Of the lines in the listing below, count those containing "filename". Provide the count and nothing else.

==============================

#![forbid(unsafe_code)]
#![deny(clippy::all, clippy::cargo)]
#![warn(
    clippy::nursery,
    clippy::pedantic,
    clippy::unwrap_used,
    clippy::expect_used
)]
#![allow(clippy::module_name_repetitions, clippy::significant_drop_tightening)]

use std::fs::File;
use std::io::BufReader;
use std::path::{Path, PathBuf};
use std::sync::{Mutex, MutexGuard};
use std::time::Instant;

use anyhow::{anyhow, Context, Result};
use clap::Parser;
use csv::{Writer, WriterBuilder};
use fixed_map::{Key, Map};
use glob::{glob_with, MatchOptions};
use rayon::prelude::*;
use serde::Serialize;
use strum::IntoEnumIterator;
use strum_macros::{Display, EnumIter};
use tracing::{debug, error, info, Level};
use tracing_subscriber::FmtSubscriber;

use retrosheet_pbp::event_file::game::GameContext;
use retrosheet_pbp::event_file::parser::RetrosheetReader;
use retrosheet_pbp::event_file::roster::{read_roster, read_teams, unique_players};
use retrosheet_pbp::event_file::schemas::{
    ContextToVec, Event, EventExtraPlay, EventFieldingPlay, EventModifier, EventRunnerAdvance,
};

const ABOUT: &str = "Decodes Retrosheet event, roster and team files into CSV datasets.";

struct ThreadSafeCsvWriter {
    csv: Mutex<Writer<File>>,
}

impl ThreadSafeCsvWriter {
    pub fn new(output_root: &Path, schema: OutputSchema) -> Result<Self> {
        let output_path = output_root.join(format!("{schema}.csv"));
        debug!("Creating file {}", output_path.display());
        let csv = WriterBuilder::new()
            .has_headers(true)
            .from_path(&output_path)
            .with_context(|| format!("Failed to create file {}", output_path.display()))?;
        Ok(Self {
            csv: Mutex::new(csv),
        })
    }

    pub fn csv(&self) -> Result<MutexGuard<Writer<File>>> {
        self.csv
            .lock()
            .map_err(|e| anyhow!("Failed to acquire writer lock: {}", e))
    }
}

struct WriterMap {
    map: Map<OutputSchema, ThreadSafeCsvWriter>,
}

impl WriterMap {
    fn new(output_root: &Path) -> Result<Self> {
        let mut map = Map::new();
        for schema in OutputSchema::iter() {
            map.insert(schema, ThreadSafeCsvWriter::new(output_root, schema)?);
        }
        Ok(Self { map })
    }

    fn flush_all(&self) -> Result<()> {
        self.map
            .iter()
            .par_bridge()
            .try_for_each(|(_, writer)| {
                writer
                    .csv()?
                    .flush()
                    .map_err(|e| anyhow!("Failed to flush writer: {}", e))
            })
    }

    fn get_csv(&self, schema: OutputSchema) -> Result<MutexGuard<Writer<File>>> {
        self.map
            .get(schema)
            .context("Failed to initialize writer for schema")?
            .csv()
    }

    fn write_rows<T: Serialize>(
        &self,
        schema: OutputSchema,
        rows: impl IntoIterator<Item = T>,
    ) -> Result<()> {
        let mut csv = self.get_csv(schema)?;
        for row in rows {
            csv.serialize(row)?;
        }
        Ok(())
    }

    fn write_csv<'a, C: ContextToVec<'a> + Serialize>(
        &self,
        schema: OutputSchema,
        game_context: &'a GameContext,
    ) -> Result<()> {
        self.write_rows(schema, C::from_game_context(game_context))
    }

    fn write_game(&self, game_context: &GameContext) -> Result<()> {
        self.get_csv(OutputSchema::Game)?
            .serialize(&game_context.game)?;
        self.write_csv::<Event>(OutputSchema::Event, game_context)?;
        self.write_csv::<EventExtraPlay>(OutputSchema::EventExtraPlay, game_context)?;
        self.write_csv::<EventFieldingPlay>(OutputSchema::EventFieldingPlay, game_context)?;
        self.write_csv::<EventModifier>(OutputSchema::EventModifier, game_context)?;
        self.write_csv::<EventRunnerAdvance>(OutputSchema::EventRunnerAdvance, game_context)
    }
}

#[derive(Debug, Eq, PartialEq, Copy, Clone, Ord, PartialOrd, Hash, Display, EnumIter, Key)]
#[strum(serialize_all = "snake_case")]
enum OutputSchema {
    Team,
    Player,
    Game,
    Event,
    EventExtraPlay,
    EventFieldingPlay,
    EventModifier,
    EventRunnerAdvance,
}

#[derive(Debug, Eq, PartialEq, Copy, Clone, Display)]
enum InputFileType {
    Team,
    Roster,
    Event,
}

impl InputFileType {
    const fn patterns(self) -> &'static [&'static str] {
        match self {
            Self::Team => &["TEAM*"],
            Self::Roster => &["*.ROS"],
            Self::Event => &["*.EVA", "*.EVN"],
        }
    }

    fn glob(self, input: &Path) -> Result<Vec<PathBuf>> {
        let options = MatchOptions {
            case_sensitive: false,
            ..MatchOptions::new()
        };
        let mut files = vec![];
        for pattern in self.patterns() {
            let pattern = input.join(pattern);
            let pattern = pattern.to_str().context("Input path is not valid UTF-8")?;
            for file in glob_with(pattern, options)? {
                files.push(file?);
            }
        }
        files.par_sort();
        debug!("Found {} {} files", files.len(), self);
        Ok(files)
    }
}

#[derive(Parser, Debug)]
#[command(name = "retrosheet-pbp", about = ABOUT)]
struct Opt {
    #[arg(short, long)]
    input: PathBuf,

    #[arg(short, long)]
    output_dir: PathBuf,

    /// Also log each file as it is processed
    #[arg(short, long)]
    verbose: bool,
}

fn get_output_root(opt: &Opt) -> Result<PathBuf> {
    std::fs::create_dir_all(&opt.output_dir).context("Error occurred on output dir check")?;
    opt.output_dir
        .canonicalize()
        .context("Error occurred on output dir canonicalization")
}

struct FileProcessor {
    opt: Opt,
    writers: WriterMap,
}

impl FileProcessor {
    pub fn new(opt: Opt) -> Result<Self> {
        let writers = WriterMap::new(&get_output_root(&opt)?)?;
        Ok(Self { opt, writers })
    }

    /// Logs the error and moves on, so one bad file never stops the others.
    fn log_failure<T>(path: &Path, result: Result<T>) -> Option<T> {
        result
            .map_err(|e| error!("Failed to process {}: {:?}", path.display(), e))
            .ok()
    }

    fn process_teams(&self) -> Result<()> {
        let files = InputFileType::Team.glob(&self.opt.input)?;
        let count: usize = files
            .par_iter()
            .filter_map(|f| {
                Self::log_failure(
                    f,
                    read_teams(f).and_then(|teams| {
                        self.writers.write_rows(OutputSchema::Team, &teams)?;
                        Ok(teams.len())
                    }),
                )
            })
            .sum();
        info!("Wrote {} teams", count);
        Ok(())
    }

    fn process_rosters(&self) -> Result<()> {
        let files = InputFileType::Roster.glob(&self.opt.input)?;
        let rosters: Vec<_> = files
            .par_iter()
            .filter_map(|f| Self::log_failure(f, read_roster(f)))
            .collect();
        let players = unique_players(rosters.into_iter().flatten());
        self.writers.write_rows(OutputSchema::Player, &players)?;
        info!("Wrote {} players", players.len());
        Ok(())
    }

    fn process_event_file(&self, path: &Path) -> Result<usize> {
        let reader = RetrosheetReader::<BufReader<File>>::try_from(path)?;
        let file_info = reader.file_info.clone();
        debug!("Processing file {}", file_info.filename);

        let mut game_count = 0;
        for record_vec_result in reader {
            let record_vec = record_vec_result?;
            let game_context = match GameContext::new(&record_vec, &file_info) {
                Ok(gc) => gc,
                Err(e) => {
                    error!("{:?}", e);
                    continue;
                }
            };
            self.writers.write_game(&game_context)?;
            game_count += 1;
        }
        Ok(game_count)
    }

    fn process_events(&self) -> Result<()> {
        let files = InputFileType::Event.glob(&self.opt.input)?;
        let count: usize = files
            .par_iter()
            .filter_map(|f| Self::log_failure(f, self.process_event_file(f)))
            .sum();
        info!("Wrote {} games", count);
        Ok(())
    }

    pub fn process_files(&self) -> Result<()> {
        info!("Parsing team files");
        self.process_teams()?;

        info!("Parsing roster files");
        self.process_rosters()?;

        info!("Parsing event files");
        self.process_events()?;

        self.writers.flush_all()
    }
}

fn main() -> Result<()> {
    let opt: Opt = Opt::parse();
    let level = if opt.verbose {
        Level::DEBUG
    } else {
        Level::INFO
    };
    let subscriber = FmtSubscriber::builder().with_max_level(level).finish();
    tracing::subscriber::set_global_default(subscriber).context("Failed to initialize trace")?;

    let start = Instant::now();
    FileProcessor::new(opt)?
        .process_files()
        .context("Error occurred while processing files")?;

    info!("Elapsed: {:?}", start.elapsed());
    Ok(())
}
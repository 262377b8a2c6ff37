use anyhow::{bail, Result};
use chrono::NaiveDate;
use serde::{Deserialize, Serialize};
use strum_macros::EnumString;
use tracing::warn;

use crate::event_file::event_detail::EventDetail;
use crate::event_file::parser::{Count, FileInfo, InfoRecord, MappedRecord};
use crate::event_file::traits::{Batter, Classify, GameId, InfoType, Inning, InningHalf, Team};

const DATE_FORMAT: &str = "%Y/%m/%d";

#[derive(Debug, Eq, PartialEq, EnumString, Copy, Clone, Serialize, Deserialize)]
#[strum(serialize_all = "lowercase")]
pub enum DayNight {
    Day,
    Night,
}

impl Classify for DayNight {}

#[derive(Debug, Default, Eq, PartialEq, Clone, Serialize, Deserialize)]
pub struct Game {
    pub game_id: GameId,
    pub season: Option<u16>,
    pub visiting_team: Option<Team>,
    pub home_team: Option<Team>,
    pub date: Option<NaiveDate>,
    pub site: Option<String>,
    pub doubleheader_number: Option<u8>,
    pub day_night: Option<DayNight>,
    pub use_dh: Option<bool>,
    pub attendance: Option<u32>,
    pub input_program_version: Option<String>,
}

impl Game {
    pub fn new(game_id: &str, season: Option<u16>) -> Self {
        Self {
            game_id: game_id.to_string(),
            season,
            ..Self::default()
        }
    }

    /// Later records of the same type overwrite earlier ones. Values that cannot be
    /// read are logged and left empty.
    fn apply_info(&mut self, info: &InfoRecord) {
        let value = info.value.trim();
        if value.is_empty() {
            return;
        }
        match info.info_type {
            InfoType::VisitingTeam => self.visiting_team = Some(value.to_string()),
            InfoType::HomeTeam => self.home_team = Some(value.to_string()),
            InfoType::GameDate => {
                self.date = NaiveDate::parse_from_str(value, DATE_FORMAT)
                    .map_err(|e| warn!("{}: invalid game date {:?}: {}", self.game_id, value, e))
                    .ok();
            }
            InfoType::Site => self.site = Some(value.to_string()),
            InfoType::DoubleheaderNumber => self.doubleheader_number = value.parse().ok(),
            InfoType::DayNight => self.day_night = DayNight::classify(value),
            InfoType::UseDh => self.use_dh = value.parse().ok(),
            InfoType::Attendance => self.attendance = value.parse().ok(),
            InfoType::InputProgramVersion => {
                self.input_program_version = Some(value.to_string());
            }
        }
    }
}

pub type EventId = usize;

#[derive(Debug, Eq, PartialEq, Clone, Serialize)]
pub struct GameEvent {
    pub game_id: GameId,
    pub event_id: EventId,
    pub inning: Inning,
    pub half: InningHalf,
    pub batter: Batter,
    pub count: Count,
    pub pitches: String,
    pub notation: String,
    pub detail: EventDetail,
}

/// A game and its decoded plays, in file order.
#[derive(Debug, Eq, PartialEq, Clone)]
pub struct GameContext {
    pub game: Game,
    pub events: Vec<GameEvent>,
}

impl GameContext {
    pub fn new(records: &[MappedRecord], file_info: &FileInfo) -> Result<Self> {
        let Some(MappedRecord::GameId(game_id)) = records.first() else {
            bail!("Game in {} does not start with a game ID", file_info.filename)
        };
        let mut game = Game::new(game_id, file_info.season);
        let mut events = vec![];
        for record in &records[1..] {
            match record {
                MappedRecord::Info(info) => game.apply_info(info),
                MappedRecord::Play(play) => events.push(GameEvent {
                    game_id: game_id.clone(),
                    event_id: events.len() + 1,
                    inning: play.inning,
                    half: play.half,
                    batter: play.batter.clone(),
                    count: play.count,
                    pitches: play.pitches.clone(),
                    notation: play.notation.clone(),
                    detail: play.detail.clone(),
                }),
                MappedRecord::GameId(g) => {
                    bail!("Unexpected game ID {} inside game {}", g, game_id)
                }
                MappedRecord::Skipped(_) => {}
            }
        }
        Ok(Self { game, events })
    }
}
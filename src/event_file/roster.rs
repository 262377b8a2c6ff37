use std::fs::File;
use std::io::{BufReader, Read};
use std::path::Path;

use anyhow::{bail, Context, Result};
use itertools::Itertools;
use serde::{Deserialize, Serialize};
use tracing::warn;

use crate::event_file::parser::retrosheet_csv;
use crate::event_file::traits::{
    Classify, FromRetrosheetRecord, Hand, League, Player, RetrosheetEventRecord, Team,
};
use crate::util::year_from_file_name;

#[derive(Debug, Eq, PartialEq, Clone, Serialize, Deserialize)]
pub struct PlayerRecord {
    pub player_id: Player,
    pub last_name: String,
    pub first_name: String,
    pub bats: Option<Hand>,
    pub throws: Option<Hand>,
}

impl FromRetrosheetRecord for PlayerRecord {
    fn new(record: &RetrosheetEventRecord) -> Result<Self> {
        let field = |i| record.get(i).unwrap_or_default().trim();
        if field(0).is_empty() {
            return Err(Self::error("Roster line without a player ID", record));
        }
        Ok(Self {
            player_id: field(0).to_string(),
            last_name: field(1).to_string(),
            first_name: field(2).to_string(),
            bats: Hand::classify(field(3)),
            throws: Hand::classify(field(4)),
        })
    }
}

#[derive(Debug, Eq, PartialEq, Clone, Serialize, Deserialize)]
pub struct TeamRecord {
    pub season: u16,
    pub team_id: Team,
    pub league: Option<League>,
    pub city: String,
    pub nickname: String,
}

impl TeamRecord {
    fn new(record: &RetrosheetEventRecord, season: u16) -> Result<Self> {
        let field = |i| record.get(i).unwrap_or_default().trim();
        if field(0).is_empty() {
            bail!("Team line without a team ID\nRecord: {:?}", record)
        }
        Ok(Self {
            season,
            team_id: field(0).to_string(),
            league: League::classify(field(1)),
            city: field(2).to_string(),
            nickname: field(3).to_string(),
        })
    }
}

fn read_lines<R, T, F>(read: R, filename: &str, mut parse: F) -> Result<Vec<T>>
where
    R: Read,
    F: FnMut(&RetrosheetEventRecord) -> Result<T>,
{
    let mut rows = vec![];
    for record in retrosheet_csv(read).records() {
        let record = record.with_context(|| format!("Could not read line of {filename}"))?;
        match parse(&record) {
            Ok(row) => rows.push(row),
            Err(e) => warn!("{}: {:?}", filename, e),
        }
    }
    Ok(rows)
}

fn open(path: &Path) -> Result<(BufReader<File>, String)> {
    let file = File::open(path).with_context(|| format!("Could not open {}", path.display()))?;
    Ok((BufReader::new(file), path.display().to_string()))
}

/// Reads a `.ROS` file: `id,last,first,bats,throws`, with any further fields ignored.
pub fn read_roster(path: &Path) -> Result<Vec<PlayerRecord>> {
    let (file, filename) = open(path)?;
    read_lines(file, &filename, PlayerRecord::new)
}

/// Reads a `TEAM` file: `code,league,city,nickname`. The season is part of the file name.
pub fn read_teams(path: &Path) -> Result<Vec<TeamRecord>> {
    let season = year_from_file_name(path)
        .with_context(|| format!("No season in team file name {}", path.display()))?;
    let (file, filename) = open(path)?;
    read_lines(file, &filename, |r| TeamRecord::new(r, season))
}

/// A player appears on one roster per team and season. The first occurrence wins.
pub fn unique_players<I>(players: I) -> Vec<PlayerRecord>
where
    I: IntoIterator<Item = PlayerRecord>,
{
    players
        .into_iter()
        .unique_by(|p| p.player_id.clone())
        .collect()
}
use std::path::Path;
use std::str::FromStr;

use num_traits::PrimInt;
use regex::Regex;

pub(crate) fn parse_positive_int<T: PrimInt + FromStr>(int_str: &str) -> Option<T> {
    int_str.parse::<T>().ok().filter(|i| !i.is_zero())
}

pub(crate) fn digit_vec(int_str: &str) -> Vec<u8> {
    int_str
        .chars()
        .filter_map(|c| c.to_digit(10))
        .map(|u| u as u8)
        .collect()
}

/// The first run of consecutive ASCII digits in the string, or an empty string.
pub(crate) fn first_digit_run(value: &str) -> &str {
    let Some(start) = value.find(|c: char| c.is_ascii_digit()) else {
        return "";
    };
    let rest = &value[start..];
    let end = rest
        .find(|c: char| !c.is_ascii_digit())
        .unwrap_or(rest.len());
    &rest[..end]
}

/// A pattern matches a token only if its leftmost match covers the whole token.
/// Patterns are expected to be anchored with `^`.
pub(crate) fn is_full_match(regex: &Regex, value: &str) -> bool {
    regex.find(value).is_some_and(|m| m.as_str() == value)
}

/// Seasons are encoded in Retrosheet file names, e.g. `2018ANA.EVA` or `TEAM2018`.
pub fn year_from_file_name(path: &Path) -> Option<u16> {
    let name = path.file_name()?.to_str()?;
    let digits: String = name.chars().filter(char::is_ascii_digit).collect();
    parse_positive_int::<u16>(&digits)
}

==============================

■ Response to the exercise: 10